ASSIGNED TASK =
For each entry below, output it exactly as it stands.

Dataset entries:
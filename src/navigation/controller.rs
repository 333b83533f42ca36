//! Page loading and failure classification

use crate::browser::{PageHandle, RateLimiter};
use crate::CardError;
use std::time::Duration;

/// Title fragments the catalog shows on its "missing page" responses
const NOT_FOUND_MARKERS: [&str; 2] = ["404", "見つかりません"];

/// Classifies a raw navigation failure message
///
/// | Message contains | Result |
/// |------------------|--------|
/// | `timeout` / `Timeout` / `timed out` | `CardError::Timeout` |
/// | `net::ERR` / `ECONNREFUSED` | `CardError::Network` |
/// | anything else | `CardError::Other`, message unchanged |
pub fn classify_failure(message: &str) -> CardError {
    if message.contains("timeout") || message.contains("Timeout") || message.contains("timed out")
    {
        CardError::Timeout(message.to_string())
    } else if message.contains("net::ERR") || message.contains("ECONNREFUSED") {
        CardError::Network(message.to_string())
    } else {
        CardError::Other(message.to_string())
    }
}

/// Returns true if a page title reports a missing resource
pub fn is_not_found_title(title: &str) -> bool {
    NOT_FOUND_MARKERS.iter().any(|marker| title.contains(marker))
}

/// Loads URLs into page contexts with a bounded wait
#[derive(Debug, Clone, Copy)]
pub struct NavigationController {
    limiter: RateLimiter,
}

impl NavigationController {
    pub fn new(limiter: RateLimiter) -> Self {
        Self { limiter }
    }

    pub fn limiter(&self) -> &RateLimiter {
        &self.limiter
    }

    /// Loads `url` into `page`
    ///
    /// Throttles first, then waits for the page to settle for at most
    /// `timeout`. Never retries.
    ///
    /// # Returns
    ///
    /// * `Ok(())` - The page loaded and does not report itself missing
    /// * `Err(CardError::NotFound)` - The page title carries a not-found marker
    /// * `Err(CardError::Timeout)` - The load exceeded `timeout` or reported a timeout
    /// * `Err(CardError::Network)` - Transport-level failure
    /// * `Err(CardError::Other)` - Any other failure, message preserved
    pub async fn navigate(
        &self,
        page: &dyn PageHandle,
        url: &str,
        timeout: Duration,
    ) -> Result<(), CardError> {
        self.limiter.throttle().await;

        tracing::debug!("Navigating to {}", url);
        match tokio::time::timeout(timeout, page.goto(url)).await {
            Ok(Ok(())) => {}
            Ok(Err(e)) => {
                tracing::warn!("Navigation to {} failed: {}", url, e);
                return Err(classify_failure(e.message()));
            }
            Err(_) => {
                tracing::warn!("Navigation to {} exceeded {:?}", url, timeout);
                return Err(CardError::Timeout(format!(
                    "navigation to {} exceeded {}ms",
                    url,
                    timeout.as_millis()
                )));
            }
        }

        let title = page
            .title()
            .await
            .map_err(|e| classify_failure(e.message()))?;
        tracing::debug!("Loaded {} (title: {:?})", url, title);

        if is_not_found_title(&title) {
            return Err(CardError::NotFound {
                resource: url.to_string(),
            });
        }

        Ok(())
    }
}
//! The catalog's embedded client-side state object

use serde_json::Value;
use std::collections::BTreeMap;

/// Sub-fields of the embedded state that are keyed by card id
#[derive(Debug, Clone, Copy, PartialEq, Eq)]
pub enum StateField {
    /// Full card name, set suffix included
    Name,
    /// Short display name
    AltName,
    /// Site-relative image path
    Picture,
}

/// What the page's embedded state object knows about cards
///
/// Each map is keyed by card id. `names` is `None` when the page defined no
/// name listing at all, which is different from an empty listing.
#[derive(Debug, Clone, Default, PartialEq, Eq)]
pub struct StructuredState {
    names: Option<BTreeMap<String, String>>,
    alt_names: BTreeMap<String, String>,
    pictures: BTreeMap<String, String>,
}

impl StructuredState {
    /// Builds the state from the value returned by
    /// [`STRUCTURED_STATE`](crate::browser::scripts::STRUCTURED_STATE)
    ///
    /// Returns `None` when the page had no state object. Entries whose value
    /// is not a string are dropped.
    pub fn from_value(value: &Value) -> Option<Self> {
        let object = value.as_object()?;

        Some(Self {
            names: object.get("names").and_then(string_map),
            alt_names: object
                .get("altNames")
                .and_then(string_map)
                .unwrap_or_default(),
            pictures: object
                .get("pictures")
                .and_then(string_map)
                .unwrap_or_default(),
        })
    }

    /// Returns true if the page published a name listing (possibly empty)
    pub fn has_listing(&self) -> bool {
        self.names.is_some()
    }

    /// Card ids in the name listing, in ascending order
    pub fn card_ids(&self) -> impl Iterator<Item = &str> {
        self.names.iter().flat_map(|names| names.keys().map(String::as_str))
    }

    /// Looks up a non-empty field value for `card_id`
    pub fn get(&self, field: StateField, card_id: &str) -> Option<&str> {
        let map = match field {
            StateField::Name => self.names.as_ref()?,
            StateField::AltName => &self.alt_names,
            StateField::Picture => &self.pictures,
        };

        map.get(card_id)
            .map(|value| value.trim())
            .filter(|value| !value.is_empty())
    }
}

fn string_map(value: &Value) -> Option<BTreeMap<String, String>> {
    let object = value.as_object()?;

    Some(
        object
            .iter()
            .filter_map(|(key, value)| Some((key.clone(), value.as_str()?.to_string())))
            .collect(),
    )
}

EXERCISE OUTPUT =
filename src/navigation/controller.rs
repository 333b83533f42ca36
//! Page loading and failure classification

use crate::browser::{PageHandle, RateLimiter};
use crate::CardError;
use std::time::Duration;

/// Title fragments the catalog shows on its "missing page" responses
const NOT_FOUND_MARKERS: [&str; 2] = ["404", "見つかりません"];

/// Classifies a raw navigation failure message
///
/// | Message contains | Result |
/// |------------------|--------|
/// | `timeout` / `Timeout` / `timed out` | `CardError::Timeout` |
/// | `net::ERR` / `ECONNREFUSED` | `CardError::Network` |
/// | anything else | `CardError::Other`, message unchanged |
pub fn classify_failure(message: &str) -> CardError {
    if message.contains("timeout") || message.contains("Timeout") || message.contains("timed out")
    {
        CardError::Timeout(message.to_string())
    } else if message.contains("net::ERR") || message.contains("ECONNREFUSED") {
        CardError::Network(message.to_string())
    } else {
        CardError::Other(message.to_string())
    }
}

/// Returns true if a page title reports a missing resource
pub fn is_not_found_title(title: &str) -> bool {
    NOT_FOUND_MARKERS.iter().any(|marker| title.contains(marker))
}

/// Loads URLs into page contexts with a bounded wait
#[derive(Debug, Clone, Copy)]
pub struct NavigationController {
    limiter: RateLimiter,
}

impl NavigationController {
    pub fn new(limiter: RateLimiter) -> Self {
        Self { limiter }
    }

    pub fn limiter(&self) -> &RateLimiter {
        &self.limiter
    }

    /// Loads `url` into `page`
    ///
    /// Throttles first, then waits for the page to settle for at most
    /// `timeout`. Never retries.
    ///
    /// # Returns
    ///
    /// * `Ok(())` - The page loaded and does not report itself missing
    /// * `Err(CardError::NotFound)` - The page title carries a not-found marker
    /// * `Err(CardError::Timeout)` - The load exceeded `timeout` or reported a timeout
    /// * `Err(CardError::Network)` - Transport-level failure
    /// * `Err(CardError::Other)` - Any other failure, message preserved
    pub async fn navigate(
        &self,
        page: &dyn PageHandle,
        url: &str,
        timeout: Duration,
    ) -> Result<(), CardError> {
        self.limiter.throttle().await;

        tracing::debug!("Navigating to {}", url);
        match tokio::time::timeout(timeout, page.goto(url)).await {
            Ok(Ok(())) => {}
            Ok(Err(e)) => {
                tracing::warn!("Navigation to {} failed: {}", url, e);
                return Err(classify_failure(e.message()));
            }
            Err(_) => {
                tracing::warn!("Navigation to {} exceeded {:?}", url, timeout);
                return Err(CardError::Timeout(format!(
                    "navigation to {} exceeded {}ms",
                    url,
                    timeout.as_millis()
                )));
            }
        }

        let title = page
            .title()
            .await
            .map_err(|e| classify_failure(e.message()))?;
        tracing::debug!("Loaded {} (title: {:?})", url, title);

        if is_not_found_title(&title) {
            return Err(CardError::NotFound {
                resource: url.to_string(),
            });
        }

        Ok(())
    }
}
//! The catalog's embedded client-side state object

use serde_json::Value;
use std::collections::BTreeMap;

/// Sub-fields of the embedded state that are keyed by card id
#[derive(Debug, Clone, Copy, PartialEq, Eq)]
pub enum StateField {
    /// Full card name, set suffix included
    Name,
    /// Short display name
    AltName,
    /// Site-relative image path
    Picture,
}

/// What the page's embedded state object knows about cards
///
/// Each map is keyed by card id. `names` is `None` when the page defined no
/// name listing at all, which is different from an empty listing.
#[derive(Debug, Clone, Default, PartialEq, Eq)]
pub struct StructuredState {
    names: Option<BTreeMap<String, String>>,
    alt_names: BTreeMap<String, String>,
    pictures: BTreeMap<String, String>,
}

impl StructuredState {
    /// Builds the state from the value returned by
    /// [`STRUCTURED_STATE`](crate::browser::scripts::STRUCTURED_STATE)
    ///
    /// Returns `None` when the page had no state object. Entries whose value
    /// is not a string are dropped.
    pub fn from_value(value: &Value) -> Option<Self> {
        let object = value.as_object()?;

        Some(Self {
            names: object.get("names").and_then(string_map),
            alt_names: object
                .get("altNames")
                .and_then(string_map)
                .unwrap_or_default(),
            pictures: object
                .get("pictures")
                .and_then(string_map)
                .unwrap_or_default(),
        })
    }

    /// Returns true if the page published a name listing (possibly empty)
    pub fn has_listing(&self) -> bool {
        self.names.is_some()
    }

    /// Card ids in the name listing, in ascending order
    pub fn card_ids(&self) -> impl Iterator<Item = &str> {
        self.names.iter().flat_map(|names| names.keys().map(String::as_str))
    }

    /// Looks up a non-empty field value for `card_id`
    pub fn get(&self, field: StateField, card_id: &str) -> Option<&str> {
        let map = match field {
            StateField::Name => self.names.as_ref()?,
            StateField::AltName => &self.alt_names,
            StateField::Picture => &self.pictures,
        };

        map.get(card_id)
            .map(|value| value.trim())
            .filter(|value| !value.is_empty())
    }
}

fn string_map(value: &Value) -> Option<BTreeMap<String, String>> {
    let object = value.as_object()?;

    Some(
        object
            .iter()
            .filter_map(|(key, value)| Some((key.clone(), value.as_str()?.to_string())))
            .collect(),
    )
}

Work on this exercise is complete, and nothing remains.